● **Excerpted data**:
┌──
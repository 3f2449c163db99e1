//! Room registry: code allocation, lookup, and reaping of abandoned rooms.

use std::sync::Arc;

use dashmap::DashMap;
use rand::seq::IndexedRandom;
use tracing::info;

use crate::{
    config::AppConfig,
    content::ContentLibrary,
    dto::validation::{ROOM_CODE_CHARSET, ROOM_CODE_LEN},
    state::room::{Room, RoomHandle, RoomMessage},
};

/// Concurrent map of live rooms, keyed by code. The only state shared
/// across room actors.
pub struct RoomRegistry {
    rooms: DashMap<String, RoomHandle>,
    config: Arc<AppConfig>,
    content: Arc<dyn ContentLibrary>,
}

impl RoomRegistry {
    /// Create an empty registry.
    pub fn new(config: Arc<AppConfig>, content: Arc<dyn ContentLibrary>) -> Self {
        Self {
            rooms: DashMap::new(),
            config,
            content,
        }
    }

    /// Allocate a code, spawn the room actor, and register its handle.
    pub fn create_room(&self) -> RoomHandle {
        let code = self.generate_code();
        let handle = Room::spawn(code.clone(), self.config.clone(), self.content.clone());
        self.rooms.insert(code.clone(), handle.clone());
        info!(code = %code, rooms = self.rooms.len(), "room registered");
        handle
    }

    /// Look up a room by code.
    pub fn get(&self, code: &str) -> Option<RoomHandle> {
        self.rooms.get(code).map(|entry| entry.clone())
    }

    /// Number of live rooms.
    pub fn len(&self) -> usize {
        self.rooms.len()
    }

    /// Whether no room is registered.
    pub fn is_empty(&self) -> bool {
        self.rooms.is_empty()
    }

    /// Random unused code over the unambiguous alphabet. After repeated
    /// collisions the code grows a character so allocation always ends.
    fn generate_code(&self) -> String {
        let mut len = ROOM_CODE_LEN;
        let mut attempts = 0usize;
        loop {
            let code: String = (0..len)
                .map(|_| {
                    let b = ROOM_CODE_CHARSET
                        .choose(&mut rand::rng())
                        .copied()
                        .unwrap_or(b'A');
                    b as char
                })
                .collect();
            if !self.rooms.contains_key(&code) {
                return code;
            }
            attempts += 1;
            if attempts % 16 == 0 {
                len += 1;
            }
        }
    }

    /// Drop rooms that have been empty longer than the configured grace.
    pub fn sweep(&self) {
        let grace = self.config.room_grace;
        let stale: Vec<String> = self
            .rooms
            .iter()
            .filter(|entry| entry.idle_for().is_some_and(|idle| idle >= grace))
            .map(|entry| entry.key().clone())
            .collect();
        for code in stale {
            if let Some((_, handle)) = self.rooms.remove(&code) {
                handle.send(RoomMessage::Shutdown);
                info!(code = %code, "reaped empty room");
            }
        }
    }

    /// Periodic sweep task, spawned once at startup.
    pub async fn sweep_loop(self: Arc<Self>) {
        let mut ticker = tokio::time::interval(self.config.sweep_interval);
        // The first tick fires immediately; skip it.
        ticker.tick().await;
        loop {
            ticker.tick().await;
            self.sweep();
        }
    }
}

#[cfg(test)]
mod tests {
    use std::time::Duration;

    use super::*;
    use crate::{content::BuiltinLibrary, dto::validation};

    fn registry(room_grace: Duration) -> RoomRegistry {
        let config = AppConfig {
            room_grace,
            ..AppConfig::default()
        };
        RoomRegistry::new(Arc::new(config), Arc::new(BuiltinLibrary::new()))
    }

    #[tokio::test]
    async fn created_rooms_get_valid_unique_codes() {
        let registry = registry(Duration::from_secs(300));
        let a = registry.create_room();
        let b = registry.create_room();
        assert!(validation::room_code(&a.code).is_ok());
        assert_ne!(a.code, b.code);
        assert_eq!(registry.len(), 2);
        assert!(registry.get(&a.code).is_some());
    }

    #[tokio::test]
    async fn sweep_reaps_rooms_past_the_grace() {
        let registry = registry(Duration::ZERO);
        let handle = registry.create_room();
        // Never-joined rooms count as empty since creation.
        registry.sweep();
        assert!(registry.get(&handle.code).is_none());
        assert!(registry.is_empty());
    }

    #[tokio::test]
    async fn sweep_keeps_rooms_inside_the_grace() {
        let registry = registry(Duration::from_secs(300));
        let handle = registry.create_room();
        registry.sweep();
        assert!(registry.get(&handle.code).is_some());
    }
}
└──
● **Prompt**:
Find the word "content" in the records, and report each line that has it.

● **Solution for this task**:
    content::ContentLibrary,
    content: Arc<dyn ContentLibrary>,
    pub fn new(config: Arc<AppConfig>, content: Arc<dyn ContentLibrary>) -> Self {
            content,
        let handle = Room::spawn(code.clone(), self.config.clone(), self.content.clone());
    use crate::{content::BuiltinLibrary, dto::validation};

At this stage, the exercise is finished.